The authors declare no conflict of interest.

Figures

Figure 1
Figure 1
Schematic representation of the structure and functions of ADAR1. ADAR1 isoforms, p110 and p150, possess a right-handed A-RNA bindable double-strand RNA binding domain (dsRBD) and a catalysis domain (deaminase). p150 also contains an additional left-hand Z-RNA binding domain (Z-alpha). ADAR1 performs catalysis-independent competitive binding or catalysis-dependent A-I RNA editing through its distinct binding and catalysis domains. ADAR1 has multiple pathways of operation, (A) including binding with endogenous Z-RNA to inhibit RIPK3-induced necroptosis and to block the activation of ZBP1. (B) Additionally, ADAR1 prevents immunogenetic dsRNA from inducing MDA5-mediated Type-I interferon disorder by either binding or editing to impede the recognition of dsRNA. (C) Moreover, ADAR1-mediated RES inhibits the PKR pathway, thus facilitating translation shutdown. (D) Finally, ADAR1 catalyzes the R-loop to promote its degradation and stabilize the telomere.
Figure 2
Figure 2
Multiple contributions can result from A-I RNA editing sites (RESs). (A) RESs located on exons may cause amino acid recoding. (B) RESs located on splicing motifs may change splicing events, and (C) RESs on pre-miRNA may affect the formation of miRNA and consequently impact downstream mRNA regulation induced by miRNA.
Figure 3
Figure 3
Molecular mechanisms of aberrant ADAR-mediated RNA editing lead to the pathogenesis of multiple diseases. Cases of ADAR editing sites contribute to immune-related diseases in various ways. A-I editing sites are shown in red.

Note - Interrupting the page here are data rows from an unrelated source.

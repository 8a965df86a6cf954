//! The build command every worker runs inside its workspace.
//!
//! A [`RunSpec`] is assembled once from the [`RunConfig`] and shared
//! read-only by all workers. Optional configuration fields are omitted
//! from the command line when absent, never defaulted.

use serde::Serialize;

use crate::config::RunConfig;

/// Build tool invoked for every instance.
pub const BUILD_PROGRAM: &str = "make";

/// Immutable command template: program plus arguments.
#[derive(Debug, Clone, PartialEq, Eq, Serialize)]
pub struct RunSpec {
    program: String,
    args: Vec<String>,
}

impl RunSpec {
    pub fn new(program: impl Into<String>, args: Vec<String>) -> Self {
        Self {
            program: program.into(),
            args,
        }
    }

    /// Assemble `make <target> [ARCH=64] [SEED=..] [UNIT=..] [PLUSARGS=..] [DEFINES=..]`.
    pub fn from_config(config: &RunConfig) -> Self {
        let mut args = vec![config.target.clone()];
        if config.arch64 {
            args.push("ARCH=64".to_string());
        }
        if let Some(seed) = config.seed {
            args.push(format!("SEED={seed}"));
        }
        if let Some(design) = &config.design {
            args.push(format!("UNIT={design}"));
        }
        if let Some(sim_args) = &config.sim_args {
            args.push(format!("PLUSARGS={sim_args}"));
        }
        if let Some(defines) = &config.defines {
            args.push(format!("DEFINES={defines}"));
        }
        Self::new(BUILD_PROGRAM, args)
    }

    pub fn program(&self) -> &str {
        &self.program
    }

    pub fn args(&self) -> &[String] {
        &self.args
    }

    /// Render as a single POSIX shell command line, quoting where needed.
    pub fn to_shell_line(&self) -> String {
        std::iter::once(&self.program)
            .chain(self.args.iter())
            .map(|part| shell_quote(part))
            .collect::<Vec<_>>()
            .join(" ")
    }
}

/// Quote `s` for a POSIX shell. Plain words are passed through unchanged.
pub fn shell_quote(s: &str) -> String {
    if s.is_empty() {
        "''".to_string()
    } else if s
        .chars()
        .all(|c| c.is_ascii_alphanumeric() || "-_./:=+,".contains(c))
    {
        s.to_string()
    } else {
        format!("'{}'", s.replace('\'', "'\"'\"'"))
    }
}

// ---------------------------------------------------------------------------
// Tests
// ---------------------------------------------------------------------------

Arrows in red represent decrease and green arrows represent increase. (A) An A-I editing site affects the splicing of Coiled-Coil Domain Containing 15 (CCDC15) related to tumorigenesis. (B) Multiple A-I editing sites on the 3′ untranslated region (3′UTR) of Mouse Double Minute 2 (MDM2) prevent microRNA binding to promote malignant transformation. (C) A-I editing on the microRNA increases its affinity to the 3′UTR of Parvin Alpha (PARVA) to suppress tumors. (D) ADAR editing creates neoantigen in cyclin I, resulting in an induced immune response. (E) Decreased editing on the immunogenic dsRNA in autoimmune diseases leads to an MDA5-mediated immune response. (F) The RNA editing on the transcript 3′UTR of the catherpsin S protein recruits the HuR protein to make the transcript more stable and encode more catherpsin S, thus increasing the risk of atherosclerosis.
Figure 4
Figure 4
Workflow of ADAR editing site prediction and potential therapeutic application. (A) Data sources can be obtained from publicly available RNA-seq databases or from sequencing in-house samples from human and animal models. (B) Predicting RNA editing sites from RNA-seq data involves multiple steps to increase accuracy. Several databases collect RNA editing sites that can be used for prediction reference and RES annotation. The function of these predicted editing sites can be analyzed using downstream methods, such as differential modification, regulatory impact on gene expression, gain/loss of miRNA binding, or peptide recoding. Some of these analyses can be performed via interactive web servers. (C) ADAR-based in vivo site-direct RNA editing could be classified into two types. Methods based on exogenous ADAR, such as RESCUE, as an example, using modified ADARdd (the adenine deaminase domain of ADAR2 was evolved) fused with catalytically inactivate RNA-targeting CRISPR-Cas13 (dCas13) delivered by designed vehicles to edit target RNA sites. RESCUE has been used to dephosphorylate β-catenin through a C-U conversion, thus leading to T41I substitution and resulting in β-catenin accumulation and increased Wnt/β-catenin signal and cell growth. Endogenous ADAR, such as CLUSTER, was tested on mutated IDUA, which recovers a premature stop codon through A-I editing. A-I RNA editing or C-U RNA editing are shown in red.